O Brasil está preparado para sediar a Copa? Claro que temos inúmeras dificuldades. Há muita coisa a ser feita, mas não tenho dúvida de que somos capazes de organizar uma boa Copa. Agora, se quisermos fazer do torneio só uma festa, não evoluiremos. Os melhores estádios da Europa são os alemães, onde os jogos da Copa de 2006 foram realizados. Hoje, graças ao fato de serem arenas multifuncionais, o faturamento deles é até cinco vezes maior do que antes da competição. Se tivermos um projeto parecido, não só o esporte pode ganhar um impulso forte, mas o Brasil como um todo também. Precisamos modernizar não apenas estádios, mas aeroportos, estradas, hospitais. A Copa tem de ser encarada como um investimento nacional.

Em quase vinte anos de carreira, o que o futebol lhe deu de melhor? O futebol me proporcionou morar em vários países e conhecer diversas culturas. Morei na Espanha, no Japão, na França e na Itália.

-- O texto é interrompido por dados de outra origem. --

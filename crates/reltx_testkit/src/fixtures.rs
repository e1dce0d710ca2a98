//! Test domain and hierarchy helpers.
//!
//! The domain has one relation of every shape:
//!
//! | Relation | Shape | Real side | Opposite side |
//! |----------|-------|-----------|---------------|
//! | `OrderToTicket` | 1:1 | `OrderTicket.Order` | `Order.OrderTicket` |
//! | `OrderToItems` | 1:n | `OrderItem.Order` | `Order.OrderItems` (domain collection) |
//! | `CustomerToOrders` | 1:n | `Order.Customer` | `Customer.Orders` (domain collection) |
//! | `EmployeeToComputer` | 1:1 | `Computer.Employee` | `Employee.Computer` |
//! | `ProductToReviews` | 1:n | `Review.Product` | `Product.Reviews` (virtual collection) |
//! | `LocationToClient` | unidirectional | `Location.Client` | anonymous |
//!
//! The seeded backend holds:
//!
//! - `Order1` (items 1 and 2, no ticket), `Order2` (item 3), `Order3`
//!   (ticket 3) and `Order5` (ticket 2)
//! - `OrderTicket1` unassigned, `OrderItem4` unassigned
//! - `Customer1` with orders 1 and 2, `Customer2` with orders 3 and 5
//! - `Employee1` using `Computer1`; `Employee2` and `Computer2` unassigned
//! - `Product1` with reviews 1 and 2; `Review3` unassigned
//! - `Location1` pointing at `Client1`; `Client2` unreferenced

use reltx_core::{
    CollectionKind, Config, EventRecorder, MappingBuilder, MappingConfiguration, ObjectId,
    TransactionHierarchy, Value,
};
use reltx_storage::{InMemoryBackend, Record, StoredValue};
use std::ops::{Deref, DerefMut};
use std::sync::Arc;
use uuid::Uuid;

/// Builds the test domain mapping.
pub fn domain_mapping() -> Arc<MappingConfiguration> {
    let mapping = MappingBuilder::new()
        .class("Order")
        .class("OrderTicket")
        .class("OrderItem")
        .class("Customer")
        .class("Employee")
        .class("Computer")
        .class("Product")
        .class("Review")
        .class("Location")
        .class("Client")
        .value_property("Order", "OrderNumber", Value::Integer(0))
        .value_property("OrderTicket", "FileName", Value::Text(String::new()))
        .value_property("OrderItem", "Product", Value::Text(String::new()))
        .value_property("Customer", "Name", Value::Text(String::new()))
        .value_property("Employee", "Name", Value::Text(String::new()))
        .value_property("Computer", "SerialNumber", Value::Text(String::new()))
        .value_property("Product", "Name", Value::Text(String::new()))
        .value_property("Review", "Rating", Value::Integer(0))
        .value_property("Location", "City", Value::Text(String::new()))
        .value_property("Client", "Name", Value::Text(String::new()))
        .one_to_one("OrderToTicket", "OrderTicket", "Order", "Order", "OrderTicket")
        .one_to_many(
            "OrderToItems",
            "OrderItem",
            "Order",
            "Order",
            "OrderItems",
            CollectionKind::DomainObjectCollection,
        )
        .one_to_many(
            "CustomerToOrders",
            "Order",
            "Customer",
            "Customer",
            "Orders",
            CollectionKind::DomainObjectCollection,
        )
        .one_to_one("EmployeeToComputer", "Computer", "Employee", "Employee", "Computer")
        .one_to_many(
            "ProductToReviews",
            "Review",
            "Product",
            "Product",
            "Reviews",
            CollectionKind::VirtualCollection,
        )
        .unidirectional("LocationToClient", "Location", "Client", "Client")
        .build()
        .expect("test domain mapping is valid");
    Arc::new(mapping)
}

/// Creates the well-known ID `<class><n>`.
pub fn oid(class: &str, n: u128) -> ObjectId {
    ObjectId::new(class, Uuid::from_u128(n))
}

/// `Order<n>`.
pub fn order(n: u128) -> ObjectId {
    oid("Order", n)
}

/// `OrderTicket<n>`.
pub fn order_ticket(n: u128) -> ObjectId {
    oid("OrderTicket", n)
}

/// `OrderItem<n>`.
pub fn order_item(n: u128) -> ObjectId {
    oid("OrderItem", n)
}

/// `Customer<n>`.
pub fn customer(n: u128) -> ObjectId {
    oid("Customer", n)
}

/// `Employee<n>`.
pub fn employee(n: u128) -> ObjectId {
    oid("Employee", n)
}

/// `Computer<n>`.
pub fn computer(n: u128) -> ObjectId {
    oid("Computer", n)
}

/// `Product<n>`.
pub fn product(n: u128) -> ObjectId {
    oid("Product", n)
}

/// `Review<n>`.
pub fn review(n: u128) -> ObjectId {
    oid("Review", n)
}

/// `Location<n>`.
pub fn location(n: u128) -> ObjectId {
    oid("Location", n)
}

/// `Client<n>`.
pub fn client(n: u128) -> ObjectId {
    oid("Client", n)
}

fn record(id: &ObjectId) -> Record {
    Record::new(id.to_record_key())
}

fn reference(target: &ObjectId) -> StoredValue {
    StoredValue::Reference(target.to_record_key())
}

fn text(value: &str) -> StoredValue {
    StoredValue::Text(value.to_string())
}

/// Every object of the seeded backend.
pub fn seeded_objects() -> Vec<ObjectId> {
    vec![
        order(1),
        order(2),
        order(3),
        order(5),
        order_ticket(1),
        order_ticket(2),
        order_ticket(3),
        order_item(1),
        order_item(2),
        order_item(3),
        order_item(4),
        customer(1),
        customer(2),
        employee(1),
        employee(2),
        computer(1),
        computer(2),
        product(1),
        review(1),
        review(2),
        review(3),
        location(1),
        client(1),
        client(2),
    ]
}

/// Creates a backend holding the seeded test data.
pub fn seeded_backend() -> InMemoryBackend {
    let mut records = Vec::new();

    for (n, owner) in [(1, customer(1)), (2, customer(1)), (3, customer(2)), (5, customer(2))] {
        records.push(
            record(&order(n))
                .with("OrderNumber", StoredValue::Integer(n as i64))
                .with("Customer", reference(&owner)),
        );
    }
    records.push(record(&order_ticket(1)).with("FileName", text("ticket1.pdf")));
    records.push(
        record(&order_ticket(2))
            .with("FileName", text("ticket2.pdf"))
            .with("Order", reference(&order(5))),
    );
    records.push(
        record(&order_ticket(3))
            .with("FileName", text("ticket3.pdf"))
            .with("Order", reference(&order(3))),
    );

    for (n, owner, product_name) in [
        (1, Some(order(1)), "Mainboard"),
        (2, Some(order(1)), "CPU Fan"),
        (3, Some(order(2)), "Harddisk"),
        (4, None, "Power Supply"),
    ] {
        let mut item = record(&order_item(n)).with("Product", text(product_name));
        if let Some(owner) = owner {
            item = item.with("Order", reference(&owner));
        }
        records.push(item);
    }

    records.push(record(&customer(1)).with("Name", text("Kunde 1")));
    records.push(record(&customer(2)).with("Name", text("Kunde 2")));

    records.push(record(&employee(1)).with("Name", text("Hans")));
    records.push(record(&employee(2)).with("Name", text("Ute")));
    records.push(
        record(&computer(1))
            .with("SerialNumber", text("12345-xzy-56"))
            .with("Employee", reference(&employee(1))),
    );
    records.push(record(&computer(2)).with("SerialNumber", text("98678-abc-43")));

    records.push(record(&product(1)).with("Name", text("Keyboard")));
    for (n, owner) in [(1, Some(product(1))), (2, Some(product(1))), (3, None)] {
        let mut entry = record(&review(n)).with("Rating", StoredValue::Integer(n as i64));
        if let Some(owner) = owner {
            entry = entry.with("Product", reference(&owner));
        }
        records.push(entry);
    }

    records.push(
        record(&location(1))
            .with("City", text("Wien"))
            .with("Client", reference(&client(1))),
    );
    records.push(record(&client(1)).with("Name", text("Client 1")));
    records.push(record(&client(2)).with("Name", text("Client 2")));

    InMemoryBackend::with_records(records)
}

/// Shortens well-known IDs in `text`: `Order|00000000-…-000000000001`
/// becomes `Order1`. Other IDs are left alone.
pub fn shorten_ids(text: &str) -> String {
    let mut out = String::with_capacity(text.len());
    let mut rest = text;
    while let Some(bar) = rest.find('|') {
        let (head, tail) = rest.split_at(bar);
        out.push_str(head);
        let uuid = tail.get(1..37).and_then(|candidate| Uuid::parse_str(candidate).ok());
        match uuid {
            Some(uuid) if uuid.as_u128() < 1_000_000 => {
                out.push_str(&uuid.as_u128().to_string());
                rest = &tail[37..];
            }
            _ => {
                out.push('|');
                rest = &tail[1..];
            }
        }
    }
    out.push_str(rest);
    out
}

/// Returns the short name of an object, e.g. `Order1`.
pub fn short_name(id: &ObjectId) -> String {
    shorten_ids(&id.to_string())
}

/// A hierarchy over a shared in-memory backend, with an event recorder
/// attached to every transaction.
pub struct TestHierarchy {
    /// The hierarchy under test.
    pub hierarchy: TransactionHierarchy,
    /// Records every event of every level.
    pub recorder: Arc<EventRecorder>,
    /// The backend the root commits to.
    pub storage: Arc<InMemoryBackend>,
}

impl TestHierarchy {
    /// Creates a hierarchy over the seeded backend.
    pub fn seeded() -> Self {
        Self::with_storage(Arc::new(seeded_backend()), Config::default())
    }

    /// Creates a hierarchy over an empty backend.
    pub fn empty() -> Self {
        Self::with_storage(Arc::new(InMemoryBackend::new()), Config::default())
    }

    /// Creates a hierarchy over the seeded backend with a custom config.
    pub fn seeded_with_config(config: Config) -> Self {
        Self::with_storage(Arc::new(seeded_backend()), config)
    }

    /// Creates a hierarchy over `storage`.
    pub fn with_storage(storage: Arc<InMemoryBackend>, config: Config) -> Self {
        let mut hierarchy =
            TransactionHierarchy::new(domain_mapping(), storage.clone(), config);
        let recorder = Arc::new(EventRecorder::new());
        hierarchy.add_extension(recorder.clone());
        Self {
            hierarchy,
            recorder,
            storage,
        }
    }

    /// Starts a new hierarchy over the same backend, e.g. to observe what
    /// a commit persisted.
    pub fn reopen(&self) -> Self {
        Self::with_storage(Arc::clone(&self.storage), Config::default())
    }

    /// Returns the recorded events with well-known IDs shortened.
    pub fn events(&self) -> Vec<String> {
        self.recorder
            .event_kinds()
            .iter()
            .map(|event| shorten_ids(&event.to_string()))
            .collect()
    }

    /// Returns the recorded events as JSON, for trace comparisons.
    pub fn events_json(&self) -> serde_json::Value {
        serde_json::to_value(self.recorder.event_kinds()).expect("events serialize")
    }

    /// Forgets the recorded events.
    pub fn clear_events(&self) {
        self.recorder.clear();
    }
}

impl Deref for TestHierarchy {
    type Target = TransactionHierarchy;

    fn deref(&self) -> &Self::Target {
        &self.hierarchy
    }
}

impl DerefMut for TestHierarchy {
    fn deref_mut(&mut self) -> &mut Self::Target {
        &mut self.hierarchy
    }
}

#[cfg(test)]
mod tests {
    use super::*;
    use reltx_storage::StorageBackend;

    #[test]
    fn shortens_well_known_ids() {
        let text = format!("relation changed: {} -> {}", order(1), order_ticket(12));
        assert_eq!(shorten_ids(&text), "relation changed: Order1 -> OrderTicket12");
    }

    #[test]
    fn keeps_random_ids() {
        let id = ObjectId::generate("Order");
        assert_eq!(short_name(&id), id.to_string());
    }

    #[test]
    fn seeded_backend_holds_every_object() {
        let backend = seeded_backend();
        assert_eq!(backend.len().unwrap(), seeded_objects().len());
        for id in seeded_objects() {
            assert!(backend.load(&id.to_record_key()).unwrap().is_some(), "{id}");
        }
    }
}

Os fãs japoneses são bastante diferentes dos brasileiros, não?São muito diferentes. Quando morei lá, eram principalmente mulheres. Ficavam na porta da minha casa, me davam presentes e choravam quando me viam. Algumas meninas apareciam todas as semanas e ficavam lá o dia inteiro, mesmo chovendo torrencialmente. Não adiantava pedir que fossem embora – elas continuavam lá, na chuva. Não queriam nada em troca, além de demonstrar carinho. Ganhei muitos presentes: objetos ligados à cultura budista, camisas, origamis, cartões e até um carro. Não pude recusá-lo, seria considerado mal-educado. Até hoje sou admirado por lá. No Ocidente, a fama passa. No Japão, permanece.

E a torcida italiana? É tão passional quanto a brasileira? É diferente. Os torcedores italianos são mais bem informados do que os brasileiros. Eles sabem a escalação, conhecem táticas e estão inteirados sobre as características de cada jogador. No Brasil, não é tanto assim. Em contrapartida, a expressão da paixão do torcedor brasileiro não se compara com a de nenhum outro. Nenhum estádio do mundo proporciona a emoção de um Maracanã ou Morumbi lotado. É uma sensação indescritível.